Saved entries
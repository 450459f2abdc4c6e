//! crypto/kem.rs
//! Key encapsulation (ML-KEM).
//!
//! Design notes:
//! - Keys and ciphertexts cross this boundary as raw encoded bytes; each scheme checks sizes.
//! - ML-KEM decapsulation uses implicit rejection: a foreign ciphertext or key yields an
//!   unrelated shared secret, which surfaces later as a tag mismatch.

use std::sync::Arc;

use ml_kem::kem::{Decapsulate, Encapsulate};
use ml_kem::{Ciphertext, EncodedSizeUser, KemCore, MlKem1024, MlKem768};
use rand::rngs::OsRng;
use zeroize::Zeroizing;

use crate::crypto::types::{CryptoError, SHARED_SECRET_LEN};
use crate::scheme::{Registry, Scheme};

/// Raw encoded key pair: (public, private).
pub type KeyPairBytes = (Vec<u8>, Zeroizing<Vec<u8>>);

pub trait KemScheme: Scheme {
    fn public_key_size(&self) -> usize;
    fn private_key_size(&self) -> usize;
    fn ciphertext_size(&self) -> usize;

    fn shared_secret_size(&self) -> usize {
        SHARED_SECRET_LEN
    }

    fn generate(&self) -> KeyPairBytes;

    /// Returns (ciphertext, shared secret).
    fn encapsulate(&self, public_key: &[u8]) -> Result<(Vec<u8>, Zeroizing<Vec<u8>>), CryptoError>;

    fn decapsulate(&self, private_key: &[u8], ciphertext: &[u8]) -> Result<Zeroizing<Vec<u8>>, CryptoError>;
}

macro_rules! ml_kem_scheme {
    ($ty:ident, $kem:ty, $name:literal, $pk:literal, $sk:literal, $ct:literal) => {
        pub(crate) struct $ty;

        impl Scheme for $ty {
            fn name(&self) -> &'static str {
                $name
            }
        }

        impl KemScheme for $ty {
            fn public_key_size(&self) -> usize { $pk }
            fn private_key_size(&self) -> usize { $sk }
            fn ciphertext_size(&self) -> usize { $ct }

            fn generate(&self) -> KeyPairBytes {
                let (dk, ek) = <$kem>::generate(&mut OsRng);
                (ek.as_bytes().to_vec(), Zeroizing::new(dk.as_bytes().to_vec()))
            }

            fn encapsulate(&self, public_key: &[u8]) -> Result<(Vec<u8>, Zeroizing<Vec<u8>>), CryptoError> {
                if public_key.len() != $pk {
                    return Err(CryptoError::InvalidKeyLen { expected: $pk, actual: public_key.len() });
                }
                let ek = <$kem as KemCore>::EncapsulationKey::from_bytes(
                    &public_key.try_into().map_err(|_| CryptoError::Malformed("ml-kem public key"))?,
                );
                let (ct, shared) = ek
                    .encapsulate(&mut OsRng)
                    .map_err(|_| CryptoError::Failure(concat!($name, " encapsulation failed").into()))?;
                Ok((ct.as_slice().to_vec(), Zeroizing::new(shared.as_slice().to_vec())))
            }

            fn decapsulate(&self, private_key: &[u8], ciphertext: &[u8]) -> Result<Zeroizing<Vec<u8>>, CryptoError> {
                if private_key.len() != $sk {
                    return Err(CryptoError::InvalidKeyLen { expected: $sk, actual: private_key.len() });
                }
                let dk = <$kem as KemCore>::DecapsulationKey::from_bytes(
                    &private_key.try_into().map_err(|_| CryptoError::Malformed("ml-kem private key"))?,
                );
                let ct: Ciphertext<$kem> = ciphertext
                    .try_into()
                    .map_err(|_| CryptoError::Malformed("ml-kem ciphertext"))?;
                let shared = dk
                    .decapsulate(&ct)
                    .map_err(|_| CryptoError::Decapsulation($name))?;
                Ok(Zeroizing::new(shared.as_slice().to_vec()))
            }
        }
    };
}

ml_kem_scheme!(MlKem768Scheme, MlKem768, "ML-KEM-768", 1184, 2400, 1088);
ml_kem_scheme!(MlKem1024Scheme, MlKem1024, "ML-KEM-1024", 1568, 3168, 1568);

pub fn register_standard(registry: &mut Registry<dyn KemScheme>) {
    registry.register(Arc::new(MlKem768Scheme));
    registry.register(Arc::new(MlKem1024Scheme));
}

#[cfg(test)]
mod tests {
    use super::*;

    #[test]
    fn encapsulate_decapsulate_agree() {
        for kem in [&MlKem768Scheme as &dyn KemScheme, &MlKem1024Scheme] {
            let (pk, sk) = kem.generate();
            assert_eq!(pk.len(), kem.public_key_size());
            assert_eq!(sk.len(), kem.private_key_size());
            let (ct, shared) = kem.encapsulate(&pk).unwrap();
            assert_eq!(ct.len(), kem.ciphertext_size());
            let again = kem.decapsulate(&sk, &ct).unwrap();
            assert_eq!(shared.as_slice(), again.as_slice());
        }
    }

    #[test]
    fn foreign_key_yields_different_secret() {
        let kem = MlKem768Scheme;
        let (pk, _) = kem.generate();
        let (_, other_sk) = kem.generate();
        let (ct, shared) = kem.encapsulate(&pk).unwrap();
        let wrong = kem.decapsulate(&other_sk, &ct).unwrap();
        assert_ne!(shared.as_slice(), wrong.as_slice());
    }

    #[test]
    fn short_public_key_rejected() {
        assert!(matches!(
            MlKem1024Scheme.encapsulate(&[0u8; 10]),
            Err(CryptoError::InvalidKeyLen { expected: 1568, actual: 10 })
        ));
    }
}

◆ PROBLEM REQUIREMENTS: How many of the lines above include the string "crate"? Give only the number.

◆ TASK OUTPUT: 3